In this Fellow Lecture, I will give an overview of recent progress from my lab on development of advanced nanoengineered surfaces capable of controlling infection and inflammation, and are the heart of diagnostic technologies. Over the last few years, we have created the means to control the entire spectrum of surface properties including chemical, physical, mechanical and topographical. We do that by nanoengineering and tailoring traditional plasma polymer films using tools from nanotechnology. By controlling surface properties, we are able to address medical challenges that are often encountered with implantable devices such as infection and inflammation. We have developed four distinct classes of antibacterial surfaces that are suitable for application on various medical devices. These surfaces can be classified based on their mechanism of action as non-stinky, contact killing, antimicrobial compound releasing and stimuli responsive. I will provide examples and describe the strategies used to achieve such surfaces, including such being translated onto commercial devices in collaboration with industry. I will also discuss the advantages and drawbacks of using certain type of antibacterial technology. We have strong interest in understanding the inflammatory responses to surfaces, and particularly, the interplay between surface nanotopography and chemistry in regulating these physiological processes. We found that when these parameters are used in an optimal way, we can achieve surfaces that reduce the expression of pro-inflammatory cytokines but increase the production of pro-healing markers such as arginase. Recently, we have also revealed that the mechanism of surface nanotopography induced modulation of inflammation is the unfolding of adsorbed fibrinogen. This unfolding is surface nanotopography scale dependent and leads to the exposure of (normally hidden) peptide sequences that activate the MAC-1 receptor of macrophages. In my talk, I will also give examples of how we use our surface nanoengineering expertise to create diagnostic devices which are now in clinical trials.

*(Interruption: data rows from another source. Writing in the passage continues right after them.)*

//! Interface watch supervisor.
//!
//! # Responsibilities
//! - Start exactly one watcher task per interface record
//! - Contain each watcher's error or panic to that watcher
//! - Block until every watcher has returned

use std::sync::Arc;

use tokio::task::JoinSet;

use crate::lifecycle::panic::catch_panic;
use crate::lifecycle::ShutdownSignal;
use crate::network::InterfaceRecord;
use crate::observability::metrics;
use crate::watch::watcher::{WatchError, Watcher};

/// How a supervision round ended.
#[derive(Debug, Clone, Copy, Default, PartialEq, Eq)]
pub struct SuperviseReport {
    pub started: usize,
    pub succeeded: usize,
    pub failed: usize,
    pub panicked: usize,
}

impl SuperviseReport {
    pub fn finished(&self) -> usize {
        self.succeeded + self.failed + self.panicked
    }
}

enum Outcome {
    Succeeded,
    Failed(WatchError),
    Panicked(String),
}

/// Runs one `W` per interface.
pub struct Supervisor<W> {
    watcher: Arc<W>,
}

impl<W: Watcher> Supervisor<W> {
    pub fn new(watcher: Arc<W>) -> Self {
        Self { watcher }
    }

    /// Watch every interface and wait for all watchers to return.
    pub async fn supervise_all(
        &self,
        interfaces: &[InterfaceRecord],
        stop: &ShutdownSignal,
    ) -> SuperviseReport {
        let mut report = SuperviseReport::default();
        let mut tasks = JoinSet::new();

        for iface in interfaces {
            let watcher = Arc::clone(&self.watcher);
            let iface = iface.clone();
            let stop = stop.clone();

            tracing::info!(
                interface = %iface.name,
                index = iface.index,
                flags = %iface.flags,
                "Watching interface"
            );
            metrics::record_watch_started(&iface.name);

            tasks.spawn(async move {
                let outcome = match catch_panic(&iface.name, watcher.watch(&iface, stop)).await {
                    Ok(Ok(())) => Outcome::Succeeded,
                    Ok(Err(e)) => Outcome::Failed(e),
                    Err(panic) => Outcome::Panicked(panic.message),
                };
                (iface.name, outcome)
            });
            report.started += 1;
        }

        while let Some(joined) = tasks.join_next().await {
            match joined {
                Ok((name, Outcome::Succeeded)) => {
                    tracing::info!(interface = %name, "Watcher finished");
                    metrics::record_watch_finished(&name, "ok");
                    report.succeeded += 1;
                }
                Ok((name, Outcome::Failed(e))) => {
                    tracing::error!(interface = %name, error = %e, "Error watching interface");
                    metrics::record_watch_finished(&name, "error");
                    report.failed += 1;
                }
                Ok((name, Outcome::Panicked(message))) => {
                    tracing::error!(interface = %name, error = %message, "Watcher panicked");
                    metrics::record_watch_finished(&name, "panic");
                    report.panicked += 1;
                }
                // Tasks are never aborted, so this only happens if the
                // runtime is shutting down underneath us.
                Err(e) => {
                    tracing::error!(error = %e, "Watcher task did not complete");
                    report.failed += 1;
                }
            }
        }

        tracing::info!(
            started = report.started,
            succeeded = report.succeeded,
            failed = report.failed,
            panicked = report.panicked,
            "All watchers finished"
        );
        report
    }
}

Surface nanoengineering, antibacterial coatings, inflammation, diagnostics, medical devices.
KV thanks ARC for DP15104212 and DP180101254, NHMRC for fellowship APP1122825 and Project grant APP1032738, and the Alexander von Humboldt Foundation for Fellowship for Experienced Researchers.
Krasimir Vasilev completed his PhD at the Max-Planck Institute for Polymer Research in Mainz, Germany in 2005. He is currently an NHMRC Fellow and a Humboldt Fellow, and a Full Professor at the University of South Australia. His research focuses on engineering and tailoring at a molecular level of the disciplinary interphase, where biological entities interact with biomaterials and devices. He is the author of more than 250 publications, 5 patents and has been awarded in excess of 20 million dollars of research funding. His papers have been cited more than 8500 times and his H-index=52 (M index~3). His work results in translation of research discoveries to tangible commercial outcomes such as device for bladder cancer diagnostics and antibacterial surface for hip and knee implants, both technologies being currently industrialized with commercial partners. For his work, he has received various honors and awards such as the John A. Brodie Medal for achievements in Chemical Engineering in 2016 and the International Association of Advanced Materials Medal (IAAM medal) for contributions to the field of Advanced Materials in 2017. In 2017, he was elected a Fellow of the Royal Society of Chemistry (FRSC).